(Stored items)
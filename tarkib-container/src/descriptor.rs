//! Type descriptors: the container's view of constructible types.
//!
//! A [`TypeDescriptor`] lists a type's supertypes, its constructor and its
//! callable methods, each with a declared parameter list. The container
//! plans construction from these descriptors the way a reflective
//! container would inspect class signatures.
//!
//! # Examples
//! ```
//! use tarkib_container::descriptor::{Method, Param, TypeDescriptor};
//! use tarkib_container::value::Value;
//!
//! let logger = TypeDescriptor::interface("Logger");
//! let file_logger = TypeDescriptor::class("FileLogger")
//!     .implements("Logger")
//!     .constructor(
//!         Method::new(|this, args| {
//!             this.set("path", args.first().cloned().unwrap_or_default());
//!             Ok(Value::Null)
//!         })
//!         .param(Param::string("path").default_value("app.log")),
//!     );
//! # let _ = (logger, file_logger);
//! ```

use std::collections::HashMap;
use std::fmt;
use std::sync::Arc;

use tarkib_support::rendering::suggest_similar;
use tracing::debug;

use crate::error::{BoxError, Result, TarkibError, UnknownTypeError};
use crate::key::{TypeName, canonicalize};
use crate::value::{Instance, Value};

/// Body of a constructor or method: receives the target object and the
/// resolved argument list.
pub type MethodBody = Arc<dyn Fn(&Instance, Vec<Value>) -> std::result::Result<Value, BoxError> + Send + Sync>;

/// Whether a type can be instantiated.
#[derive(Debug, Clone, Copy, PartialEq, Eq)]
pub enum TypeKind {
    /// A concrete type.
    Class,
    /// An abstract base: usable as a supertype, never instantiated.
    Abstract,
    /// A pure capability: usable as a parameter type, never instantiated.
    Interface,
}

impl TypeKind {
    #[inline]
    pub fn is_instantiable(&self) -> bool {
        matches!(self, TypeKind::Class)
    }
}

impl fmt::Display for TypeKind {
    fn fmt(&self, f: &mut fmt::Formatter<'_>) -> fmt::Result {
        match self {
            TypeKind::Class => write!(f, "class"),
            TypeKind::Abstract => write!(f, "abstract class"),
            TypeKind::Interface => write!(f, "interface"),
        }
    }
}

/// Declared scalar type of a parameter.
#[derive(Debug, Clone, Copy, PartialEq, Eq)]
pub enum ScalarType {
    Bool,
    Int,
    Float,
    Str,
    List,
    Map,
    Mixed,
}

impl ScalarType {
    /// Returns `true` if `value`'s runtime kind satisfies this type.
    ///
    /// No coercion: an `Int` never satisfies `Float` and vice versa.
    pub fn accepts(&self, value: &Value) -> bool {
        match self {
            ScalarType::Bool => matches!(value, Value::Bool(_)),
            ScalarType::Int => matches!(value, Value::Int(_)),
            ScalarType::Float => matches!(value, Value::Float(_)),
            ScalarType::Str => matches!(value, Value::Str(_)),
            ScalarType::List => matches!(value, Value::List(_)),
            ScalarType::Map => matches!(value, Value::Map(_)),
            ScalarType::Mixed => true,
        }
    }
}

/// Declared type of a parameter.
#[derive(Debug, Clone, PartialEq, Eq)]
pub enum ParamType {
    Untyped,
    Scalar(ScalarType),
    Class(TypeName),
}

/// A declared constructor or method parameter.
#[derive(Debug, Clone)]
pub struct Param {
    pub name: String,
    pub ty: ParamType,
    pub nullable: bool,
    pub default: Option<Value>,
    pub variadic: bool,
}

impl Param {
    fn with_type(name: impl Into<String>, ty: ParamType) -> Self {
        Self {
            name: name.into(),
            ty,
            nullable: false,
            default: None,
            variadic: false,
        }
    }

    /// A parameter with no declared type.
    pub fn untyped(name: impl Into<String>) -> Self {
        Self::with_type(name, ParamType::Untyped)
    }

    /// A parameter declared with an object type.
    pub fn class(name: impl Into<String>, type_name: impl Into<TypeName>) -> Self {
        Self::with_type(name, ParamType::Class(type_name.into()))
    }

    pub fn scalar(name: impl Into<String>, scalar: ScalarType) -> Self {
        Self::with_type(name, ParamType::Scalar(scalar))
    }

    pub fn string(name: impl Into<String>) -> Self {
        Self::scalar(name, ScalarType::Str)
    }

    pub fn int(name: impl Into<String>) -> Self {
        Self::scalar(name, ScalarType::Int)
    }

    pub fn bool(name: impl Into<String>) -> Self {
        Self::scalar(name, ScalarType::Bool)
    }

    /// A trailing variadic parameter that takes every remaining argument.
    pub fn variadic(name: impl Into<String>) -> Self {
        Self {
            variadic: true,
            ..Self::untyped(name)
        }
    }

    /// Marks the parameter as accepting `null`.
    pub fn nullable(mut self) -> Self {
        self.nullable = true;
        self
    }

    /// Sets the value used when nothing else matches.
    ///
    /// A `null` default also makes the parameter nullable.
    pub fn default_value(mut self, value: impl Into<Value>) -> Self {
        let value = value.into();
        if value.is_null() {
            self.nullable = true;
        }
        self.default = Some(value);
        self
    }

    /// The declared object type, if any.
    pub fn class_type(&self) -> Option<&TypeName> {
        match &self.ty {
            ParamType::Class(name) => Some(name),
            _ => None,
        }
    }
}

/// A constructor or method: declared parameters plus a body.
#[derive(Clone)]
pub struct Method {
    params: Vec<Param>,
    body: MethodBody,
}

impl Method {
    pub fn new(
        body: impl Fn(&Instance, Vec<Value>) -> std::result::Result<Value, BoxError> + Send + Sync + 'static,
    ) -> Self {
        Self {
            params: Vec::new(),
            body: Arc::new(body),
        }
    }

    /// Appends a declared parameter.
    pub fn param(mut self, param: Param) -> Self {
        self.params.push(param);
        self
    }

    #[inline]
    pub fn params(&self) -> &[Param] {
        &self.params
    }

    /// Runs the body against `target`.
    pub fn invoke(&self, target: &Instance, args: Vec<Value>) -> std::result::Result<Value, BoxError> {
        (self.body)(target, args)
    }
}

impl fmt::Debug for Method {
    fn fmt(&self, f: &mut fmt::Formatter<'_>) -> fmt::Result {
        f.debug_struct("Method").field("params", &self.params).finish()
    }
}

/// Describes one type: its kind, supertypes, constructor and methods.
#[derive(Debug, Clone)]
pub struct TypeDescriptor {
    name: TypeName,
    kind: TypeKind,
    internal: bool,
    parents: Vec<TypeName>,
    constructor: Option<Method>,
    methods: HashMap<String, Method>,
}

impl TypeDescriptor {
    fn new(name: impl Into<TypeName>, kind: TypeKind) -> Self {
        Self {
            name: name.into(),
            kind,
            internal: false,
            parents: Vec::new(),
            constructor: None,
            methods: HashMap::new(),
        }
    }

    /// A concrete, instantiable type.
    pub fn class(name: impl Into<TypeName>) -> Self {
        Self::new(name, TypeKind::Class)
    }

    pub fn abstract_class(name: impl Into<TypeName>) -> Self {
        Self::new(name, TypeKind::Abstract)
    }

    pub fn interface(name: impl Into<TypeName>) -> Self {
        Self::new(name, TypeKind::Interface)
    }

    /// Declares a base type.
    pub fn extends(mut self, parent: impl Into<TypeName>) -> Self {
        self.parents.push(parent.into());
        self
    }

    /// Declares an implemented interface (same relation as [`extends`](Self::extends)).
    pub fn implements(self, interface: impl Into<TypeName>) -> Self {
        self.extends(interface)
    }

    /// Marks the type as one that cannot be allocated without running its
    /// constructor, so shared construction cannot split the two steps.
    pub fn internal(mut self) -> Self {
        self.internal = true;
        self
    }

    pub fn constructor(mut self, constructor: Method) -> Self {
        self.constructor = Some(constructor);
        self
    }

    /// Adds a callable method. Method names are case-insensitive.
    pub fn method(mut self, name: &str, method: Method) -> Self {
        self.methods.insert(name.to_lowercase(), method);
        self
    }

    #[inline]
    pub fn name(&self) -> &TypeName {
        &self.name
    }

    #[inline]
    pub fn kind(&self) -> TypeKind {
        self.kind
    }

    #[inline]
    pub fn is_internal(&self) -> bool {
        self.internal
    }

    #[inline]
    pub fn parents(&self) -> &[TypeName] {
        &self.parents
    }

    #[inline]
    pub fn get_constructor(&self) -> Option<&Method> {
        self.constructor.as_ref()
    }

    pub fn get_method(&self, name: &str) -> Option<&Method> {
        self.methods.get(&name.to_lowercase())
    }
}

// ═══════════════════════════════════════════
// Static registration
// ═══════════════════════════════════════════

/// A descriptor submitted at link time.
///
/// ```rust,ignore
/// inventory::submit! {
///     TypeRegistration(|| TypeDescriptor::class("NullLogger").implements("Logger"))
/// }
/// ```
pub struct TypeRegistration(pub fn() -> TypeDescriptor);

inventory::collect!(TypeRegistration);

// ═══════════════════════════════════════════
// TypeTable
// ═══════════════════════════════════════════

/// All known type descriptors, keyed by canonical name.
#[derive(Debug, Default, Clone)]
pub struct TypeTable {
    types: HashMap<TypeName, Arc<TypeDescriptor>>,
}

impl TypeTable {
    pub fn new() -> Self {
        Self::default()
    }

    /// Adds or replaces a descriptor.
    pub fn insert(&mut self, descriptor: TypeDescriptor) {
        debug!(type_name = %descriptor.name(), kind = %descriptor.kind(), "Registered type");
        self.types.insert(descriptor.name().clone(), Arc::new(descriptor));
    }

    pub fn get(&self, name: &str) -> Option<Arc<TypeDescriptor>> {
        self.types.get(canonicalize(name).as_str()).cloned()
    }

    pub fn contains(&self, name: &str) -> bool {
        self.types.contains_key(canonicalize(name).as_str())
    }

    /// Looks up a descriptor, failing with suggestions when it is unknown.
    pub fn require(&self, name: &str) -> Result<Arc<TypeDescriptor>> {
        self.get(name).ok_or_else(|| {
            let known: Vec<&str> = self.types.keys().map(TypeName::as_str).collect();
            TarkibError::UnknownType(UnknownTypeError {
                requested: TypeName::new(name),
                suggestions: suggest_similar(name, &known, 3),
            })
        })
    }

    /// Strict, transitive supertype test: `child` is not a subclass of itself.
    pub fn is_subclass_of(&self, child: &str, parent: &str) -> bool {
        let target = canonicalize(parent);
        let mut stack: Vec<TypeName> = match self.get(child) {
            Some(descriptor) => descriptor.parents().to_vec(),
            None => return false,
        };
        let mut seen: Vec<TypeName> = Vec::new();

        while let Some(current) = stack.pop() {
            if current.canonical() == target {
                return true;
            }
            if seen.contains(&current) {
                continue;
            }
            if let Some(descriptor) = self.get(current.as_str()) {
                stack.extend(descriptor.parents().iter().cloned());
            }
            seen.push(current);
        }

        false
    }

    /// `class` is `target` or one of its subtypes.
    pub fn is_instance_of(&self, class: &str, target: &str) -> bool {
        canonicalize(class) == canonicalize(target) || self.is_subclass_of(class, target)
    }

    /// Returns `true` if `value` is an object whose class satisfies `target`.
    pub fn value_is_instance_of(&self, value: &Value, target: &str) -> bool {
        match value {
            Value::Object(instance) => self.is_instance_of(instance.class().as_str(), target),
            _ => false,
        }
    }

    pub fn len(&self) -> usize {
        self.types.len()
    }

    pub fn is_empty(&self) -> bool {
        self.types.is_empty()
    }
}

#[cfg(test)]
mod tests {
    use super::*;

    fn noop() -> Method {
        Method::new(|_, _| Ok(Value::Null))
    }

    fn table() -> TypeTable {
        let mut table = TypeTable::new();
        table.insert(TypeDescriptor::interface("Cache"));
        table.insert(TypeDescriptor::abstract_class("BaseCache").implements("Cache"));
        table.insert(TypeDescriptor::class("App\\RedisCache").extends("BaseCache"));
        table.insert(TypeDescriptor::class("Logger").method("Log", noop()));
        table
    }

    #[test]
    fn subclass_is_transitive_and_strict() {
        let table = table();
        assert!(table.is_subclass_of("App\\RedisCache", "BaseCache"));
        assert!(table.is_subclass_of("\\app\\rediscache", "cache"));
        assert!(!table.is_subclass_of("BaseCache", "BaseCache"));
        assert!(!table.is_subclass_of("Logger", "Cache"));
        assert!(!table.is_subclass_of("Unknown", "Cache"));
    }

    #[test]
    fn instance_of_includes_self() {
        let table = table();
        assert!(table.is_instance_of("Logger", "logger"));
        assert!(table.is_instance_of("App\\RedisCache", "Cache"));
    }

    #[test]
    fn cyclic_parents_terminate() {
        let mut table = TypeTable::new();
        table.insert(TypeDescriptor::class("A").extends("B"));
        table.insert(TypeDescriptor::class("B").extends("A"));
        assert!(table.is_subclass_of("A", "B"));
        assert!(!table.is_subclass_of("A", "C"));
    }

    #[test]
    fn methods_are_case_insensitive() {
        let table = table();
        let logger = table.get("LOGGER").unwrap();
        assert!(logger.get_method("log").is_some());
        assert!(logger.get_method("LOG").is_some());
        assert!(logger.get_method("flush").is_none());
    }

    #[test]
    fn require_unknown_suggests() {
        let table = table();
        match table.require("Loger") {
            Err(TarkibError::UnknownType(err)) => {
                assert_eq!(err.suggestions, vec!["Logger".to_string()]);
            }
            other => panic!("Expected UnknownType, got: {other:?}"),
        }
    }

    #[test]
    fn scalar_acceptance_has_no_coercion() {
        assert!(ScalarType::Int.accepts(&Value::Int(1)));
        assert!(!ScalarType::Float.accepts(&Value::Int(1)));
        assert!(!ScalarType::Str.accepts(&Value::Int(1)));
        assert!(ScalarType::Mixed.accepts(&Value::Null));
    }

    #[test]
    fn null_default_makes_nullable() {
        let param = Param::class("logger", "Logger").default_value(Value::Null);
        assert!(param.nullable);
        assert_eq!(param.class_type(), Some(&TypeName::new("Logger")));
    }
}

> _Problem_:
For this task, write out exactly the lines of the entries above, starting at the line with "self.constructor.as_ref()" and ending at the line with "it is unknown.", both included, and no others.

> _Reply_:
        self.constructor.as_ref()
    }

    pub fn get_method(&self, name: &str) -> Option<&Method> {
        self.methods.get(&name.to_lowercase())
    }
}

// ═══════════════════════════════════════════
// Static registration
// ═══════════════════════════════════════════

/// A descriptor submitted at link time.
///
/// ```rust,ignore
/// inventory::submit! {
///     TypeRegistration(|| TypeDescriptor::class("NullLogger").implements("Logger"))
/// }
/// ```
pub struct TypeRegistration(pub fn() -> TypeDescriptor);

inventory::collect!(TypeRegistration);

// ═══════════════════════════════════════════
// TypeTable
// ═══════════════════════════════════════════

/// All known type descriptors, keyed by canonical name.
#[derive(Debug, Default, Clone)]
pub struct TypeTable {
    types: HashMap<TypeName, Arc<TypeDescriptor>>,
}

impl TypeTable {
    pub fn new() -> Self {
        Self::default()
    }

    /// Adds or replaces a descriptor.
    pub fn insert(&mut self, descriptor: TypeDescriptor) {
        debug!(type_name = %descriptor.name(), kind = %descriptor.kind(), "Registered type");
        self.types.insert(descriptor.name().clone(), Arc::new(descriptor));
    }

    pub fn get(&self, name: &str) -> Option<Arc<TypeDescriptor>> {
        self.types.get(canonicalize(name).as_str()).cloned()
    }

    pub fn contains(&self, name: &str) -> bool {
        self.types.contains_key(canonicalize(name).as_str())
    }

    /// Looks up a descriptor, failing with suggestions when it is unknown.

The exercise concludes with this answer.